* [Stored entries]:

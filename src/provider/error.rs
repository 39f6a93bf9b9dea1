//! Errors a provider turn can end with
//!
//! `Display` is the text the panel shows on the failed message, so HTTP
//! failures are worded for the user when they are built.

use std::time::Duration;
use thiserror::Error;

#[derive(Debug, Clone, Error)]
#[error("{message}")]
pub struct ProviderError {
    pub kind: ProviderErrorKind,
    pub message: String,
}

impl ProviderError {
    pub fn new(kind: ProviderErrorKind, message: impl Into<String>) -> Self {
        Self {
            kind,
            message: message.into(),
        }
    }

    /// Classify a non-success HTTP response.
    ///
    /// `retry_after` comes from the response's `Retry-After` header and only
    /// shows up in rate-limit messages.
    pub fn from_status(status: u16, detail: &str, retry_after: Option<Duration>) -> Self {
        let kind = ProviderErrorKind::from_status(status);
        let message = match kind {
            ProviderErrorKind::Auth => format!("Authentication failed: {detail}"),
            ProviderErrorKind::RateLimit => match retry_after {
                Some(delay) => format!("Rate limited, retry in {}s: {detail}", delay.as_secs()),
                None => format!("Rate limited: {detail}"),
            },
            ProviderErrorKind::InvalidRequest => format!("Invalid request: {detail}"),
            ProviderErrorKind::ServerError => format!("Server error: {detail}"),
            _ => format!("HTTP {status}: {detail}"),
        };
        Self::new(kind, message)
    }

    pub fn network(message: impl Into<String>) -> Self {
        Self::new(ProviderErrorKind::Network, message)
    }

    pub fn auth(message: impl Into<String>) -> Self {
        Self::new(ProviderErrorKind::Auth, message)
    }

    /// The turn was aborted locally; never shown to the user
    pub fn cancelled() -> Self {
        Self::new(ProviderErrorKind::Cancelled, "Request cancelled")
    }

    pub fn unknown(message: impl Into<String>) -> Self {
        Self::new(ProviderErrorKind::Unknown, message)
    }

    pub fn is_cancellation(&self) -> bool {
        self.kind == ProviderErrorKind::Cancelled
    }
}

#[derive(Debug, Clone, Copy, PartialEq, Eq)]
pub enum ProviderErrorKind {
    /// Timeouts, refused connections, dropped or idle streams
    Network,
    RateLimit,
    ServerError,
    /// Missing or rejected API key
    Auth,
    InvalidRequest,
    Cancelled,
    Unknown,
}

impl ProviderErrorKind {
    fn from_status(status: u16) -> Self {
        match status {
            401 | 403 => Self::Auth,
            429 => Self::RateLimit,
            400 => Self::InvalidRequest,
            500..=599 => Self::ServerError,
            _ => Self::Unknown,
        }
    }

    pub fn as_str(self) -> &'static str {
        match self {
            Self::Network => "network",
            Self::RateLimit => "rate_limit",
            Self::ServerError => "server_error",
            Self::Auth => "auth",
            Self::InvalidRequest => "invalid_request",
            Self::Cancelled => "cancelled",
            Self::Unknown => "unknown",
        }
    }
}
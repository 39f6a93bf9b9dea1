//! Trait abstractions for runtime I/O
//!
//! These traits enable testing the session with in-memory implementations.

use crate::conversation::{Message, Thread};
use crate::db::Database;
use async_trait::async_trait;
use std::sync::Arc;

/// Append-only storage for threads and their messages
#[async_trait]
pub trait ConversationStore: Send + Sync {
    async fn create_thread(&self, thread: &Thread) -> Result<(), String>;

    async fn update_thread(&self, thread: &Thread) -> Result<(), String>;

    async fn create_message(&self, message: &Message) -> Result<(), String>;

    /// Rewrite a stored message; used when its function calls settle or a
    /// failed request appends an error
    async fn update_message(&self, message: &Message) -> Result<(), String>;

    /// All threads in creation order
    async fn get_threads(&self) -> Result<Vec<Thread>, String>;

    /// Messages of a thread in chronological order
    async fn get_messages(&self, thread_id: &str) -> Result<Vec<Message>, String>;
}

/// Key/value storage for secrets
#[async_trait]
pub trait SecretStore: Send + Sync {
    async fn get_secure_value(&self, key: &str) -> Result<Option<String>, String>;

    async fn save_secure_value(&self, key: &str, value: &str) -> Result<(), String>;
}

/// Provider API tokens, stored as `token_<provider>` secrets
#[derive(Clone)]
pub struct TokenStorage {
    store: Arc<dyn SecretStore>,
}

impl TokenStorage {
    pub fn new(store: Arc<dyn SecretStore>) -> Self {
        Self { store }
    }

    pub fn key(provider: &str) -> String {
        format!("token_{provider}")
    }

    pub async fn get_token(&self, provider: &str) -> Result<Option<String>, String> {
        self.store.get_secure_value(&Self::key(provider)).await
    }

    pub async fn set_token(&self, provider: &str, token: &str) -> Result<(), String> {
        self.store
            .save_secure_value(&Self::key(provider), token)
            .await
    }
}

// ============================================================================
// Arc implementations for trait objects
// ============================================================================

#[async_trait]
impl<T: ConversationStore + ?Sized> ConversationStore for Arc<T> {
    async fn create_thread(&self, thread: &Thread) -> Result<(), String> {
        (**self).create_thread(thread).await
    }

    async fn update_thread(&self, thread: &Thread) -> Result<(), String> {
        (**self).update_thread(thread).await
    }

    async fn create_message(&self, message: &Message) -> Result<(), String> {
        (**self).create_message(message).await
    }

    async fn update_message(&self, message: &Message) -> Result<(), String> {
        (**self).update_message(message).await
    }

    async fn get_threads(&self) -> Result<Vec<Thread>, String> {
        (**self).get_threads().await
    }

    async fn get_messages(&self, thread_id: &str) -> Result<Vec<Message>, String> {
        (**self).get_messages(thread_id).await
    }
}

#[async_trait]
impl<T: SecretStore + ?Sized> SecretStore for Arc<T> {
    async fn get_secure_value(&self, key: &str) -> Result<Option<String>, String> {
        (**self).get_secure_value(key).await
    }

    async fn save_secure_value(&self, key: &str, value: &str) -> Result<(), String> {
        (**self).save_secure_value(key, value).await
    }
}

// ============================================================================
// Production Adapters
// ============================================================================

/// Adapter to use Database as storage
#[derive(Clone)]
pub struct DatabaseStorage {
    db: Database,
}

impl DatabaseStorage {
    pub fn new(db: Database) -> Self {
        Self { db }
    }
}

#[async_trait]
impl ConversationStore for DatabaseStorage {
    async fn create_thread(&self, thread: &Thread) -> Result<(), String> {
        self.db.create_thread(thread).map_err(|e| e.to_string())
    }

    async fn update_thread(&self, thread: &Thread) -> Result<(), String> {
        self.db.update_thread(thread).map_err(|e| e.to_string())
    }

    async fn create_message(&self, message: &Message) -> Result<(), String> {
        self.db.create_message(message).map_err(|e| e.to_string())
    }

    async fn update_message(&self, message: &Message) -> Result<(), String> {
        self.db.update_message(message).map_err(|e| e.to_string())
    }

    async fn get_threads(&self) -> Result<Vec<Thread>, String> {
        self.db.get_threads().map_err(|e| e.to_string())
    }

    async fn get_messages(&self, thread_id: &str) -> Result<Vec<Message>, String> {
        self.db.get_messages(thread_id).map_err(|e| e.to_string())
    }
}

#[async_trait]
impl SecretStore for DatabaseStorage {
    async fn get_secure_value(&self, key: &str) -> Result<Option<String>, String> {
        self.db.get_secure_value(key).map_err(|e| e.to_string())
    }

    async fn save_secure_value(&self, key: &str, value: &str) -> Result<(), String> {
        self.db
            .save_secure_value(key, value)
            .map_err(|e| e.to_string())
    }
}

* [Required action]:
Repeat every line of the data verbatim.

* [Output of the task]:
filename src/provider/error.rs
repository 39f6a93bf9b9dea1
//! Errors a provider turn can end with
//!
//! `Display` is the text the panel shows on the failed message, so HTTP
//! failures are worded for the user when they are built.

use std::time::Duration;
use thiserror::Error;

#[derive(Debug, Clone, Error)]
#[error("{message}")]
pub struct ProviderError {
    pub kind: ProviderErrorKind,
    pub message: String,
}

impl ProviderError {
    pub fn new(kind: ProviderErrorKind, message: impl Into<String>) -> Self {
        Self {
            kind,
            message: message.into(),
        }
    }

    /// Classify a non-success HTTP response.
    ///
    /// `retry_after` comes from the response's `Retry-After` header and only
    /// shows up in rate-limit messages.
    pub fn from_status(status: u16, detail: &str, retry_after: Option<Duration>) -> Self {
        let kind = ProviderErrorKind::from_status(status);
        let message = match kind {
            ProviderErrorKind::Auth => format!("Authentication failed: {detail}"),
            ProviderErrorKind::RateLimit => match retry_after {
                Some(delay) => format!("Rate limited, retry in {}s: {detail}", delay.as_secs()),
                None => format!("Rate limited: {detail}"),
            },
            ProviderErrorKind::InvalidRequest => format!("Invalid request: {detail}"),
            ProviderErrorKind::ServerError => format!("Server error: {detail}"),
            _ => format!("HTTP {status}: {detail}"),
        };
        Self::new(kind, message)
    }

    pub fn network(message: impl Into<String>) -> Self {
        Self::new(ProviderErrorKind::Network, message)
    }

    pub fn auth(message: impl Into<String>) -> Self {
        Self::new(ProviderErrorKind::Auth, message)
    }

    /// The turn was aborted locally; never shown to the user
    pub fn cancelled() -> Self {
        Self::new(ProviderErrorKind::Cancelled, "Request cancelled")
    }

    pub fn unknown(message: impl Into<String>) -> Self {
        Self::new(ProviderErrorKind::Unknown, message)
    }

    pub fn is_cancellation(&self) -> bool {
        self.kind == ProviderErrorKind::Cancelled
    }
}

#[derive(Debug, Clone, Copy, PartialEq, Eq)]
pub enum ProviderErrorKind {
    /// Timeouts, refused connections, dropped or idle streams
    Network,
    RateLimit,
    ServerError,
    /// Missing or rejected API key
    Auth,
    InvalidRequest,
    Cancelled,
    Unknown,
}

impl ProviderErrorKind {
    fn from_status(status: u16) -> Self {
        match status {
            401 | 403 => Self::Auth,
            429 => Self::RateLimit,
            400 => Self::InvalidRequest,
            500..=599 => Self::ServerError,
            _ => Self::Unknown,
        }
    }

    pub fn as_str(self) -> &'static str {
        match self {
            Self::Network => "network",
            Self::RateLimit => "rate_limit",
            Self::ServerError => "server_error",
            Self::Auth => "auth",
            Self::InvalidRequest => "invalid_request",
            Self::Cancelled => "cancelled",
            Self::Unknown => "unknown",
        }
    }
}
repository 39f6a93bf9b9dea1
//! Trait abstractions for runtime I/O
//!
//! These traits enable testing the session with in-memory implementations.

use crate::conversation::{Message, Thread};
use crate::db::Database;
use async_trait::async_trait;
use std::sync::Arc;

/// Append-only storage for threads and their messages
#[async_trait]
pub trait ConversationStore: Send + Sync {
    async fn create_thread(&self, thread: &Thread) -> Result<(), String>;

    async fn update_thread(&self, thread: &Thread) -> Result<(), String>;

    async fn create_message(&self, message: &Message) -> Result<(), String>;

    /// Rewrite a stored message; used when its function calls settle or a
    /// failed request appends an error
    async fn update_message(&self, message: &Message) -> Result<(), String>;

    /// All threads in creation order
    async fn get_threads(&self) -> Result<Vec<Thread>, String>;

    /// Messages of a thread in chronological order
    async fn get_messages(&self, thread_id: &str) -> Result<Vec<Message>, String>;
}

/// Key/value storage for secrets
#[async_trait]
pub trait SecretStore: Send + Sync {
    async fn get_secure_value(&self, key: &str) -> Result<Option<String>, String>;

    async fn save_secure_value(&self, key: &str, value: &str) -> Result<(), String>;
}

/// Provider API tokens, stored as `token_<provider>` secrets
#[derive(Clone)]
pub struct TokenStorage {
    store: Arc<dyn SecretStore>,
}

impl TokenStorage {
    pub fn new(store: Arc<dyn SecretStore>) -> Self {
        Self { store }
    }

    pub fn key(provider: &str) -> String {
        format!("token_{provider}")
    }

    pub async fn get_token(&self, provider: &str) -> Result<Option<String>, String> {
        self.store.get_secure_value(&Self::key(provider)).await
    }

    pub async fn set_token(&self, provider: &str, token: &str) -> Result<(), String> {
        self.store
            .save_secure_value(&Self::key(provider), token)
            .await
    }
}

// ============================================================================
// Arc implementations for trait objects
// ============================================================================

#[async_trait]
impl<T: ConversationStore + ?Sized> ConversationStore for Arc<T> {
    async fn create_thread(&self, thread: &Thread) -> Result<(), String> {
        (**self).create_thread(thread).await
    }

    async fn update_thread(&self, thread: &Thread) -> Result<(), String> {
        (**self).update_thread(thread).await
    }

    async fn create_message(&self, message: &Message) -> Result<(), String> {
        (**self).create_message(message).await
    }

    async fn update_message(&self, message: &Message) -> Result<(), String> {
        (**self).update_message(message).await
    }

    async fn get_threads(&self) -> Result<Vec<Thread>, String> {
        (**self).get_threads().await
    }

    async fn get_messages(&self, thread_id: &str) -> Result<Vec<Message>, String> {
        (**self).get_messages(thread_id).await
    }
}

#[async_trait]
impl<T: SecretStore + ?Sized> SecretStore for Arc<T> {
    async fn get_secure_value(&self, key: &str) -> Result<Option<String>, String> {
        (**self).get_secure_value(key).await
    }

    async fn save_secure_value(&self, key: &str, value: &str) -> Result<(), String> {
        (**self).save_secure_value(key, value).await
    }
}

// ============================================================================
// Production Adapters
// ============================================================================

/// Adapter to use Database as storage
#[derive(Clone)]
pub struct DatabaseStorage {
    db: Database,
}

impl DatabaseStorage {
    pub fn new(db: Database) -> Self {
        Self { db }
    }
}

#[async_trait]
impl ConversationStore for DatabaseStorage {
    async fn create_thread(&self, thread: &Thread) -> Result<(), String> {
        self.db.create_thread(thread).map_err(|e| e.to_string())
    }

    async fn update_thread(&self, thread: &Thread) -> Result<(), String> {
        self.db.update_thread(thread).map_err(|e| e.to_string())
    }

    async fn create_message(&self, message: &Message) -> Result<(), String> {
        self.db.create_message(message).map_err(|e| e.to_string())
    }

    async fn update_message(&self, message: &Message) -> Result<(), String> {
        self.db.update_message(message).map_err(|e| e.to_string())
    }

    async fn get_threads(&self) -> Result<Vec<Thread>, String> {
        self.db.get_threads().map_err(|e| e.to_string())
    }

    async fn get_messages(&self, thread_id: &str) -> Result<Vec<Message>, String> {
        self.db.get_messages(thread_id).map_err(|e| e.to_string())
    }
}

#[async_trait]
impl SecretStore for DatabaseStorage {
    async fn get_secure_value(&self, key: &str) -> Result<Option<String>, String> {
        self.db.get_secure_value(key).map_err(|e| e.to_string())
    }

    async fn save_secure_value(&self, key: &str, value: &str) -> Result<(), String> {
        self.db
            .save_secure_value(key, value)
            .map_err(|e| e.to_string())
    }
}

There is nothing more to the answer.